Construct the following quadrilaterals.

(i) Quadrilateral \(ABCD.\)

\(AB = 4.5 \,\rm{cm}\)

\(BC = 5.5\,\rm{ cm}\)

\(CD = 4\,\rm{cm} \)

\(AD = 6\,\rm{cm} \)

\(AC = 7\,\rm{} cm\)

(ii) Quadrilateral \(JUMP\)

\(JU = 3.5\,\rm{cm} \)

\(UM = 4\,\rm{cm}\)

\(MP = 5\,\rm{cm}\)

\(PJ = 4.5\,\rm{cm}\)

\(PU = 6.5\,\rm{cm}\)

(iii) Parallelogram \(MORE\)

\(OR = 6\,\rm{cm}\)

\(RE = 4.5\,\rm{cm}\)

\(EO = 7.5\,\rm{cm}\)

(iv) Rhombus \(BEST\)

\(BE = 4.5\,\rm{cm}\)

\(ET = 6\,\rm{cm}\)

 

Solution

Video Solution

 

What is the known?

Measurements of a Quadrilateral

What is unknown?

Construction of a Quadrilateral

Reasoning:

As you are aware, we need five measurements to draw a quadrilateral (Page 58 of Grade 8 NCERT Book)

Based on the given information, the five given measurements are of \(4\) sides and one diagonal.When measurements of \(4\) sides and one diagonal of a quadrilateral is given, we can construct a quadrilateral (Page 58 of Grade 8 NCERT Book)

Steps:

Let us first draw a rough sketch of quadrilateral.

Construction of quadrilateral can be done in two parts.
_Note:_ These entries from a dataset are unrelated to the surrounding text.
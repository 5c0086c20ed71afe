use polars::prelude::*;
use taxi_emissions_core::catalog::{
    Materialization, MaterializationPolicies, OutputCatalog, FCT_TRIPS, FCT_TRIPS_ENRICHED,
};
use taxi_emissions_core::emissions::EmissionsLookup;
use taxi_emissions_core::error::PipelineError;
use taxi_emissions_core::pipelines::ExecutionContext;
use taxi_emissions_core::trips::RawTripSource;
use taxi_emissions_parser::SourceNormalizer;

fn yellow_raw(rows: usize) -> DataFrame {
    df!(
        "tpep_pickup_datetime" => vec!["2019-01-01 08:00:00"; rows],
        "tpep_dropoff_datetime" => vec!["2019-01-01 08:30:00"; rows],
        "passenger_count" => vec![1i64; rows],
        "trip_distance" => vec![10.0f64; rows],
    )
    .unwrap()
}

fn green_raw() -> DataFrame {
    df!(
        "lpep_pickup_datetime" => &["2019-01-05 09:00:00", "2011-01-05 09:00:00"],
        "lpep_dropoff_datetime" => &["2019-01-05 09:20:00", "2011-01-05 09:20:00"],
        "passenger_count" => &[1i64, 1],
        "trip_distance" => &[4.0f64, 4.0],
    )
    .unwrap()
}

fn catalog(policies: MaterializationPolicies) -> OutputCatalog {
    let lookup = EmissionsLookup::from_entries([("YELLOW", 400.0)]).unwrap();
    OutputCatalog::new(
        vec![
            RawTripSource::single(SourceNormalizer::yellow(), yellow_raw(2)),
            RawTripSource::single(SourceNormalizer::green(), green_raw()),
        ],
        ExecutionContext::new(lookup).with_audit_row_cap(1),
        policies,
    )
}

#[test]
fn default_policies() {
    let policies = MaterializationPolicies::default();
    assert_eq!(policies.for_output(FCT_TRIPS), Some(Materialization::View));
    assert_eq!(
        policies.for_output(FCT_TRIPS_ENRICHED),
        Some(Materialization::Table)
    );
    assert_eq!(policies.for_output("dim_vehicle"), None);
}

#[test]
fn views_are_never_cached() {
    let catalog = catalog(MaterializationPolicies {
        fct_trips: Materialization::View,
        fct_trips_enriched: Materialization::View,
    });

    let first = catalog.fct_trips().unwrap();
    let second = catalog.fct_trips().unwrap();
    assert_eq!(first.height(), 3);
    assert!(first.equals(&second));
    assert!(!catalog.is_materialized(FCT_TRIPS));
    assert!(!catalog.is_materialized(FCT_TRIPS_ENRICHED));
}

#[test]
fn tables_are_cached_until_invalidated() {
    let mut catalog = catalog(MaterializationPolicies::default());

    let enriched = catalog.fct_trips_enriched().unwrap();
    assert_eq!(enriched.height(), 2);
    assert!(catalog.is_materialized(FCT_TRIPS_ENRICHED));
    assert!(!catalog.is_materialized(FCT_TRIPS));

    catalog.invalidate();
    assert!(!catalog.is_materialized(FCT_TRIPS_ENRICHED));
}

#[test]
fn replacing_sources_regenerates_every_output() {
    let mut catalog = catalog(MaterializationPolicies {
        fct_trips: Materialization::Table,
        fct_trips_enriched: Materialization::Table,
    });
    assert_eq!(catalog.fct_trips_enriched().unwrap().height(), 2);
    assert!(catalog.is_materialized(FCT_TRIPS));

    catalog.replace_sources(vec![RawTripSource::single(
        SourceNormalizer::yellow(),
        yellow_raw(5),
    )]);
    assert!(!catalog.is_materialized(FCT_TRIPS));
    assert_eq!(catalog.fct_trips().unwrap().height(), 5);
    assert_eq!(catalog.fct_trips_enriched().unwrap().height(), 5);
}

#[test]
fn audit_and_category_count() {
    let catalog = catalog(MaterializationPolicies::default());
    assert_eq!(catalog.audit_sample().unwrap().height(), 1);
    assert_eq!(catalog.category_count().unwrap(), 2);
}

#[test]
fn outputs_are_readable_by_name() {
    let catalog = catalog(MaterializationPolicies::default());
    assert_eq!(catalog.read(FCT_TRIPS).unwrap().height(), 3);
    assert_eq!(catalog.read(FCT_TRIPS_ENRICHED).unwrap().height(), 2);
    assert!(matches!(
        catalog.read("fct_fares"),
        Err(PipelineError::UnknownOutput(name)) if name == "fct_fares"
    ));
}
First construct triangle \(ABC\) and then triangle \(ACD.\) Let us find based on given measurements whether it is possible to construct the triangles.

In \(ABC,\;5.5+4.5>7\) and \(5.5-4.5<7\)

\(7+4.5>5\) and \(7-4.5<5.5\)

\(5.5+7>4.5\) and \(7-5.5<4.5\)

It is possible to draw triangle \(ABC.\)

In \(ACD\)

\(7+4>6\) and \(7-4<6\)

\(6+7>4\) and \(7-6<4\)

\(6+4>7\) and \(6-4<7\)

So construction of triangle \(ACD\) is also possible.

Let us construct the quadrilateral.

Step 1: Draw line segment \(\begin{align}{{AB}} = 4.5\text{ cm}{{.}}\end{align}\) With \(B\) as center and radius \(5.5\, \rm{cm}\) draw an arc. With \(A\) as center and radius \(7 \,\rm{cm}\) draw another arc cutting the former arc. \(C\) is the intersecting point of arcs. Join \(BC\) and \(AC.\)

Step 2: Based on rough diagram, it is easy to find that \(AC\) is the diagonal. Therefore, the fourth vertex \(D\) should be on the opposite to \(B\) with reference to \(AC\).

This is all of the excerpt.